Voss was the food and beverage director at Oahu Country Club and was returning home after a day of surfing.
At 6:05 a.m. that day, about 8 1/2 hours before the fatal collision, Oshiro's bus was involved in a collision with a city bus in Honolulu. Oshiro then returned to Roberts Hawaii's headquarters to report a "minor accident," a company spokesman said at the time.
The tour bus had no passengers when it struck the city bus, and no one was injured in the collision, the company said.
Oshiro then drove to Waikiki and picked up a group of 50 to 60 students, teachers and chaperones from Olathe East High School, in Kansas, and took them to the Polynesian Cultural Center on O'ahu's North Shore.
It was a very harrowing ride, Cindi Kimmel, one of the passengers on the bus, said in a telephone interview yesterday.
The students were part of a marching band here to perform in a parade and later aboard the USS Missouri, Kimmel said.
"We noticed the driver immediately, while we were still in the streets of Waikiki," she said.
"Once we got out on the highway, he was swerving across the center line and over onto the shoulder. At one point he swerved so suddenly that the tour guide who was standing up near him nearly fell over," Kimmel said.
"In the mountains, he was swerving, and we were terrified we were going to go off the cliff. When we got to the ocean, we thought the bus was going to crash into the water," she said.
When the vehicle reached the cultural center, the passengers insisted that Oshiro be replaced, and he was, Kimmel said.
"The next morning in the hotel lobby, when we were on our way to the airport, we saw the newspaper and there was an article and a picture, a picture of the bus crash.

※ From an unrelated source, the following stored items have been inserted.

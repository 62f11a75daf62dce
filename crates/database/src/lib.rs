//! In-memory storage backing the program model.
//!
//! The store is made of three building blocks:
//! - [`Arena`]: owns every value of one kind behind an `index_vec` typed index.
//! - [`Collection`]: a keyed `IndexMap` (signature or FQCN to value) iterated in first-insertion order.
//! - [`Index`]: an append-only list of facts (edges, diagnostics, audit entries).
//!
//! Nothing here allocates on lookup and nothing here is fallible apart from
//! dereferencing an index that was never allocated by the arena.

pub mod arena;
pub mod collection;
pub mod index;
pub mod types;

pub use arena::Arena;
pub use collection::Collection;
pub use index::Index;
pub use types::{DatabaseError, DatabaseResult};
//! Turns the symbolic operands of a method body into graph edges.

use std::time::{Duration, Instant};

use tracing::{debug, warn};

use crate::config::DEFAULT_SLOW_METHOD_THRESHOLD_MS;
use crate::error::{AnalysisError, Result};
use crate::model::reference::{field_signature, method_signature};
use crate::model::{
    Call, Callee, ClassUse, FieldAccess, FieldView, Instruction, InstructionRef, Invocation, Link,
    Member, MethodId, MethodUsage, MethodView, Operand, StringValue, Tags, TypeOperand,
    UnlinkedInstruction,
};
use crate::program::ProgramDatabase;
use crate::resolution::Resolver;
use crate::stats::Counters;

pub struct InstructionLinker<'a> {
    db: &'a mut ProgramDatabase,
    counters: &'a mut Counters,
    slow_threshold: Duration,
}

impl<'a> InstructionLinker<'a> {
    pub fn new(db: &'a mut ProgramDatabase, counters: &'a mut Counters) -> Self {
        Self {
            db,
            counters,
            slow_threshold: Duration::from_millis(DEFAULT_SLOW_METHOD_THRESHOLD_MS),
        }
    }

    pub fn with_slow_threshold(mut self, threshold_ms: u64) -> Self {
        self.slow_threshold = Duration::from_millis(threshold_ms);
        self
    }

    /// Links every instruction of `method`. Facts left by an earlier link of
    /// the same method are retracted first, so relinking never duplicates edges.
    pub fn link_method(&mut self, method: MethodId) -> Result<()> {
        self.db
            .method_arena
            .try_get(method)
            .map_err(|source| AnalysisError::UnknownMethod { method, source })?;
        let started = Instant::now();

        if self.db.method(method).is_linked() {
            self.retract(method);
        }

        let mut blocks = std::mem::take(&mut self.db.method_mut(method).blocks);
        for (block_index, block) in blocks.iter_mut().enumerate() {
            let block_line = block.line;
            for (index, instruction) in block.instructions.iter_mut().enumerate() {
                if instruction.line.is_none() {
                    instruction.line = block_line;
                }
                let site = InstructionRef {
                    method,
                    block: block_index as u32,
                    index: index as u32,
                };
                self.link_instruction(site, instruction);
            }
        }

        let entry = self.db.method_mut(method);
        entry.blocks = blocks;
        entry.linked = true;

        let elapsed = started.elapsed();
        if elapsed > self.slow_threshold {
            warn!(
                method = %self.db.method(method).signature(),
                elapsed_ms = elapsed.as_millis() as u64,
                "Slow method linking"
            );
        }
        Ok(())
    }

    fn link_instruction(&mut self, site: InstructionRef, instruction: &mut Instruction) {
        self.counters.instructions += 1;

        let Instruction {
            opcode,
            registers,
            operand,
            ..
        } = instruction;

        match operand {
            Operand::Nop => {}
            Operand::Invoke(invocation) => self.link_invocation(site, invocation, registers),
            Operand::FieldAccess(access) => self.link_field_access(site, access),
            Operand::StringLiteral(value) => {
                self.db.strings.insert(StringValue {
                    source: site.method,
                    instruction: site,
                    value: value.clone(),
                    tags: Tags::default(),
                });
            }
            Operand::Type(TypeOperand::Object(link)) => {
                let class = Resolver::new(self.db).resolve_type_link(link);
                *link = Link::Resolved(class);

                self.db.class_mut(class).callers.push(site.method);
                self.db.call.insert(Call {
                    caller: site.method,
                    callee: Callee::Class(class),
                    instruction: site,
                });
                let fqcn = self.db.class(class).fqcn.clone();
                self.usage_mut(site.method)
                    .classes
                    .record(&fqcn, ClassUse::Site(site));
            }
            // Nothing to resolve in a primitive descriptor.
            Operand::Type(TypeOperand::Primitive(_)) => {}
            Operand::Unrecognized(text) => {
                debug!(opcode = %opcode, operand = %text, "Unrecognized operand");
                self.db.parse_errors.insert(UnlinkedInstruction {
                    method: site.method,
                    instruction: site,
                    opcode: opcode.clone(),
                    operand: text.clone(),
                });
            }
        }
    }

    fn link_invocation(
        &mut self,
        site: InstructionRef,
        invocation: &mut Invocation,
        registers: &[String],
    ) {
        if invocation.intrinsic {
            return;
        }
        let view = match &invocation.target {
            Link::Resolved(view) => *view,
            Link::Unresolved(reference) => {
                Resolver::new(self.db).resolve_method(reference, invocation.kind.is_static())
            }
        };
        invocation.target = Link::Resolved(view);

        let caller = site.method;
        self.db.method_mut(view.member).callers.push(caller);
        self.db.call.insert(Call {
            caller,
            callee: Callee::Method(view),
            instruction: site,
        });
        self.counters.method_calls += 1;

        let (fqcn, signature) = self.method_keys(view);
        let usage = self.usage_mut(caller);
        usage
            .classes
            .record(&fqcn, ClassUse::Enclosing(view.enclosing_class));
        usage.methods.record(&signature, registers.to_vec());
    }

    fn link_field_access(&mut self, site: InstructionRef, access: &mut FieldAccess) {
        let view = match &access.target {
            Link::Resolved(view) => *view,
            Link::Unresolved(reference) => Resolver::new(self.db).resolve_field(reference),
        };
        access.target = Link::Resolved(view);

        let caller = site.method;
        let field = self.db.field_mut(view.member);
        if access.is_setter() {
            field.add_setter(caller);
        } else {
            field.add_getter(caller);
        }
        field.callers.push(caller);

        self.db.call.insert(Call {
            caller,
            callee: Callee::Field(view),
            instruction: site,
        });
        self.counters.field_calls += 1;

        let (fqcn, signature) = self.field_keys(view);
        let usage = self.usage_mut(caller);
        usage
            .classes
            .record(&fqcn, ClassUse::Enclosing(view.enclosing_class));
        usage.fields.record(&signature, view);
    }

    /// Usage keys: the class declaring the member, and the member's signature
    /// as seen through the class it was reached from. The class entry records
    /// that enclosing class, so an inherited call maps declarer to subclass.
    fn method_keys(&self, view: MethodView) -> (String, String) {
        let method = self.db.method(view.member);
        let enclosing = &self.db.class(view.enclosing_class).fqcn;
        let signature = method_signature(enclosing, &method.name, &method.descriptor);
        (method.owner.clone(), signature)
    }

    fn field_keys(&self, view: FieldView) -> (String, String) {
        let field = self.db.field(view.member);
        let enclosing = &self.db.class(view.enclosing_class).fqcn;
        let signature = field_signature(enclosing, &field.name, &field.field_type);
        (field.owner.clone(), signature)
    }

    fn usage_mut(&mut self, method: MethodId) -> &mut MethodUsage {
        &mut self.db.method_mut(method).usage
    }

    /// Removes every fact recorded while `method` was last linked.
    fn retract(&mut self, method: MethodId) {
        let previous: Vec<Callee> = self
            .db
            .call
            .iter()
            .filter(|call| call.caller == method)
            .map(|call| call.callee)
            .collect();

        for callee in previous {
            match callee {
                Callee::Method(view) => {
                    self.db.method_mut(view.member).callers.retain(|&m| m != method);
                }
                Callee::Field(view) => {
                    let field = self.db.field_mut(view.member);
                    field.callers.retain(|&m| m != method);
                    field.getters.retain(|&m| m != method);
                    field.setters.retain(|&m| m != method);
                }
                Callee::Class(class) => {
                    self.db.class_mut(class).callers.retain(|&m| m != method);
                }
            }
        }

        let calls = self.db.call.retain(|call| call.caller != method);
        let strings = self.db.strings.retain(|value| value.source != method);
        self.db.parse_errors.retain(|error| error.method != method);
        self.db.method_mut(method).usage = MethodUsage::default();

        debug!(
            method = %self.db.method(method).signature(),
            calls,
            strings,
            "Retracted previous link results"
        );
    }
}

And we knew instinctively that that was our bus," she said.
"We later did get confirmation that that was our bus. I personally called the Honolulu Police Department the moment I arrived back in Kansas," she said.
"We cried about what had happened," she said.
Carlisle said, "Not only did he kill Corey Voss, who was about to become a father, he also put in danger 50 people from the Mainland."
Carlisle said the case was a difficult one to prosecute because no tests to detect drugs or alcohol were performed after the accident.
Oshiro refused a field sobriety test at the scene of the wreck and later refused to give a blood sample to police at Castle Medical Center, police said.
Carlisle said yesterday Oshiro's lawyer at the time, William Harrison, told his client "not to cooperate" when authorities wanted to take tests at Castle.
"Does an attorney have the right to show up and tell somebody to break the law?" Carlisle said.
Harrison bristled at that statement, saying he advised Oshiro not to consent to the testing, but authorities had the right under the law to compel Oshiro to submit to the tests.
"Or they could have called a judge and gotten a warrant for the tests," Harrison said.
And, he said, hospital personnel already had obtained a urine sample from Oshiro when Harrison arrived.
"It was sitting on the counter when I got there. I assumed they were going to test it, but I guess they never did," he said.
Roberts Hawaii said it fired Oshiro after he refused to submit to a drug test. Oshiro later said in court papers that he resigned.